Avec leur ton décalé et drôle, les cartes des éditions Minus sont pensées pour aborder tous les sujets et se laisser surprendre par le regard que les enfants portent sur leur environnement. L’UCPA a également développé une gamme Info / Intox pour outiller ses propres équipes d’animation sur des sujets variés comme l’éducation au consentement, le numérique ou la transition écologique. Avec les parents, cela peut se faire le temps d’un échange à table ou, tout simplement, par le prisme d’un jeu de rôle ou de société. Par exemple, le jeu des Loups-garous permet à chacun ou chacune d’incarner un personnage et de travailler sa force de conviction et son art oratoire.
🧠 L’apprentissage par la création
Tous les intervenants et intervenantes de l’événement convergent sur ce point, fabriquer une information permet de mieux la comprendre.
- Les médias scolaires : Créer un podcast, un journal ou une vidéo oblige à vérifier les faits, hiérarchiser, contextualiser et assumer une responsabilité éditoriale.
- Les pratiques artistiques : Au travers du théâtre, de la photo ou de la vidéo à la Maison du Geste et de l’Image, les jeunes apprennent, notamment, comment un cadrage peut manipuler, comment un récit peut structurer le point de vue, comment débattre et co-construire une interprétation.
Produire, c’est reprendre du pouvoir sur les images et les discours. On peut aussi proposer la création d’un reportage à la maison.
🧠 L’apprentissage par l'expérimentation
Comment savoir qu'une information est vraie ? La méthode des Petits Débrouillards est une démarche pédagogique active basée sur l’expérimentation et le questionnement scientifique qui invite les enfants à tester par eux-mêmes pour se forger une conviction. Certaines peuvent être reproduites à la maison.
De cette rencontre, une conviction forte émerge : l’esprit critique n’est pas un bouclier mais une boussole. Il se travaille à tous les âges de la vie. Il ne se limite pas à détecter le faux, il aide à comprendre, à prendre du recul et à agir dans un monde complexe.
« Apprendre à penser, ce n’est pas apprendre à avoir raison.

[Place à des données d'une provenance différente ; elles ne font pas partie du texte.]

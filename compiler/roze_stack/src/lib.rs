//! Stack growth guard for the recursive passes.
//!
//! The parser, the compiler and the interpreter all recurse once per nesting
//! level of the source program. A deeply parenthesized expression or a long
//! chain of self-invocations would otherwise overflow the native stack, so
//! every recursive entry point wraps its body in [`ensure_sufficient_stack`].
//!
//! On native targets this defers to `stacker`, which allocates a fresh stack
//! segment when the remaining space drops below the red zone. On `wasm32` it
//! is a plain call.

/// Grow the stack when less than this much remains (128KB).
const RED_ZONE: usize = 128 * 1024;

/// Size of each freshly allocated stack segment (1MB).
const STACK_PER_RECURSION: usize = 1024 * 1024;

/// Run `f`, first growing the stack if the red zone has been reached.
///
/// ```text
/// fn eval(&mut self, node: &ExecNode, env: &mut Environment) -> EvalResult {
///     ensure_sufficient_stack(|| self.eval_inner(node, env))
/// }
/// ```
#[inline]
#[cfg(not(target_arch = "wasm32"))]
pub fn ensure_sufficient_stack<R>(f: impl FnOnce() -> R) -> R {
    stacker::maybe_grow(RED_ZONE, STACK_PER_RECURSION, f)
}

/// WASM manages its own stack; call straight through.
#[inline]
#[cfg(target_arch = "wasm32")]
pub fn ensure_sufficient_stack<R>(f: impl FnOnce() -> R) -> R {
    f()
}
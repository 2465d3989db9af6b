//! Token cursor for navigating the token stream.

use roze_ir::{Name, Span, StringInterner};
use roze_lexer::{Token, TokenKind, TokenList};

use crate::ParseError;

/// Cursor for navigating tokens.
///
/// Invariant: the token list ends with `Eof` and the cursor never moves
/// past it.
pub struct Cursor<'a> {
    tokens: &'a TokenList,
    interner: &'a StringInterner,
    pos: usize,
}

impl<'a> Cursor<'a> {
    pub fn new(tokens: &'a TokenList, interner: &'a StringInterner) -> Self {
        Cursor {
            tokens,
            interner,
            pos: 0,
        }
    }

    pub fn interner(&self) -> &'a StringInterner {
        self.interner
    }

    /// Get the current token. Past the end this is the final `Eof`.
    #[inline]
    pub fn current(&self) -> Token {
        self.tokens
            .get(self.pos)
            .or_else(|| self.tokens.as_slice().last())
            .copied()
            .unwrap_or(Token::new(TokenKind::Eof, Span::DUMMY))
    }

    #[inline]
    pub fn current_kind(&self) -> TokenKind {
        self.current().kind
    }

    #[inline]
    pub fn current_span(&self) -> Span {
        self.current().span
    }

    /// Span of the most recently consumed token.
    #[inline]
    pub fn previous_span(&self) -> Span {
        match self.pos.checked_sub(1).and_then(|i| self.tokens.get(i)) {
            Some(token) => token.span,
            None => Span::DUMMY,
        }
    }

    /// Kind of the token after the current one.
    #[inline]
    pub fn peek_next_kind(&self) -> TokenKind {
        self.tokens
            .get(self.pos + 1)
            .map_or(TokenKind::Eof, |token| token.kind)
    }

    #[inline]
    pub fn is_at_end(&self) -> bool {
        matches!(self.current_kind(), TokenKind::Eof)
    }

    /// Check if the current token matches the given kind.
    #[inline]
    pub fn check(&self, kind: TokenKind) -> bool {
        self.current_kind() == kind
    }

    #[inline]
    pub fn check_separator(&self) -> bool {
        self.current_kind().is_separator()
    }

    /// Advance to the next token and return the consumed token.
    #[inline]
    pub fn advance(&mut self) -> Token {
        let token = self.current();
        if !self.is_at_end() {
            self.pos += 1;
        }
        token
    }

    /// Skip newline tokens.
    pub fn skip_newlines(&mut self) {
        while self.check(TokenKind::Newline) {
            self.advance();
        }
    }

    /// Skip newlines and semicolons.
    pub fn skip_separators(&mut self) {
        while self.check_separator() {
            self.advance();
        }
    }

    /// Consume a token of `kind` or fail with "unexpected token".
    pub fn expect(&mut self, kind: TokenKind) -> Result<Token, ParseError> {
        if self.check(kind) {
            Ok(self.advance())
        } else {
            Err(ParseError::unexpected(
                self.current(),
                &format!("`{}`", kind.display_name()),
            ))
        }
    }

    /// Consume an identifier, returning its name.
    pub fn expect_ident(&mut self) -> Result<(Name, Span), ParseError> {
        match self.current_kind() {
            TokenKind::Ident(name) => {
                let span = self.advance().span;
                Ok((name, span))
            }
            _ => Err(ParseError::expected_identifier(self.current())),
        }
    }
}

C’est apprendre à arbitrer, à choisir en conscience. » conclut Elsa Grimberg, directrice de Cogito.
Cet apprentissage :
- commence dans la famille,
- se construit à l’école et dans les loisirs,
- se renforce dans la vie quotidienne,
- s’enrichit au contact des pairs, de la culture, du débat.
Dans un environnement où les contenus circulent plus vite que notre capacité à les analyser, accompagner les jeunes vers une pensée libre, juste et informée est un défi majeur. Mais c’est surtout une formidable opportunité : celle de les aider à mieux grandir, curieux, confiants et capables de faire leurs propres choix.